Hui graduated from the University of Glamorgan in 2012 with a Bachelor of Arts (BA) in Journalism. She won a scholarship to pursue a Master of Arts (MA) in Magazine Journalism at Cardiff University. During her time at Cardiff, she was part of the magazine Feast.

==Career==
In 2020, Hui joined HuffPost UK as a lifestyle reporter, writing about food, travel, and other topics. In 2021, Hui became a food and drink editor at Time Out London. She also contributed to the likes of Eater London, Vice, The Independent, and gal-dem.

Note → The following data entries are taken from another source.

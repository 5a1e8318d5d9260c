//! Broadcast subscriber registry.
//!
//! Identities subscribe on first contact and stay subscribed until a
//! broadcast to them fails with a permanent signal, at which point they are
//! pruned. Pruning persists once per fan-out pass to bound write
//! amplification.

use std::collections::BTreeSet;

use crate::model::Identity;
use crate::storage::Storage;
use crate::transport::{ChatTransport, SendError};

use super::StoreError;

/// Document name under the storage root.
pub const SUBSCRIBERS_DOC: &str = "subscribers";

pub struct SubscriberRegistry<S> {
    storage: S,
    subscribers: BTreeSet<Identity>,
}

impl<S: Storage> SubscriberRegistry<S> {
    /// Load the registry, seeding empty when the document is absent or
    /// malformed. The persisted list may contain duplicates from older
    /// writers; the set collapses them on load.
    pub fn load(storage: S) -> Result<Self, StoreError> {
        let subscribers: BTreeSet<Identity> = match storage.read(SUBSCRIBERS_DOC)? {
            Some(raw) => match serde_json::from_str::<Vec<Identity>>(&raw) {
                Ok(ids) => ids.into_iter().collect(),
                Err(e) => {
                    tracing::warn!(error = %e, "subscriber document malformed, starting empty");
                    BTreeSet::new()
                }
            },
            None => BTreeSet::new(),
        };
        Ok(Self {
            storage,
            subscribers,
        })
    }

    pub fn contains(&self, id: Identity) -> bool {
        self.subscribers.contains(&id)
    }

    pub fn len(&self) -> usize {
        self.subscribers.len()
    }

    pub fn is_empty(&self) -> bool {
        self.subscribers.is_empty()
    }

    pub fn iter(&self) -> impl Iterator<Item = Identity> + '_ {
        self.subscribers.iter().copied()
    }

    /// Idempotent insert. Persists only when the identity was newly added,
    /// so repeat interactions cost no writes. Returns whether it was new.
    pub fn ensure_subscribed(&mut self, id: Identity) -> Result<bool, StoreError> {
        if !self.subscribers.insert(id) {
            return Ok(false);
        }
        if let Err(e) = self.persist() {
            self.subscribers.remove(&id);
            return Err(e);
        }
        tracing::debug!(id, "subscriber added");
        Ok(true)
    }

    /// Broadcast to every current subscriber, attempting each exactly once
    /// over a snapshot taken at the start of the pass. Permanent delivery
    /// failures prune the recipient; transient ones are logged and the
    /// recipient kept. The pruned registry is persisted once at the end.
    /// Returns how many recipients remain reachable after the pass.
    pub fn notify_all<T: ChatTransport>(
        &mut self,
        transport: &T,
        text: &str,
    ) -> Result<usize, StoreError> {
        let snapshot: Vec<Identity> = self.subscribers.iter().copied().collect();
        let mut pruned = Vec::new();

        for id in &snapshot {
            match transport.send_text(*id, text) {
                Ok(()) => {}
                Err(SendError::Permanent(reason)) => {
                    tracing::info!(id, %reason, "pruning unreachable subscriber");
                    pruned.push(*id);
                }
                Err(SendError::Transient(reason)) => {
                    tracing::warn!(id, %reason, "broadcast delivery failed, keeping subscriber");
                }
            }
        }

        if !pruned.is_empty() {
            for id in &pruned {
                self.subscribers.remove(id);
            }
            if let Err(e) = self.persist() {
                self.subscribers.extend(pruned.iter().copied());
                return Err(e);
            }
        }

        Ok(snapshot.len() - pruned.len())
    }

    fn persist(&self) -> Result<(), StoreError> {
        let ids: Vec<Identity> = self.subscribers.iter().copied().collect();
        let doc = serde_json::to_string_pretty(&ids).map_err(anyhow::Error::from)?;
        self.storage.write(SUBSCRIBERS_DOC, &doc)?;
        Ok(())
    }
}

In 2022, Trapeze (an Orion Publishing Group imprint) acquired the rights to publish Hui's debut book and memoir Takeaway: Stories from a Childhood Behind the Counter, delving into Hui's experiences, positive, negative and bittersweet, growing up in a Chinese takeaway in rural Wales, which her parents sold in 2018. Hui had written the memoir during the COVID-19 lockdown, and said the rise in anti-East Asian racism at the time was a motivating factor. Georgina Leung provided the illustrations. The book also incorporates Cantonese recipes. Takeaway was shortlisted for the 2023 Jhalak Prize and a Fortnum & Mason Award in the Debut Food Book category.

==Bibliography==
- Takeaway: Stories from a Childhood Behind the Counter (2022). ISBN 978-1-3987-0555-5.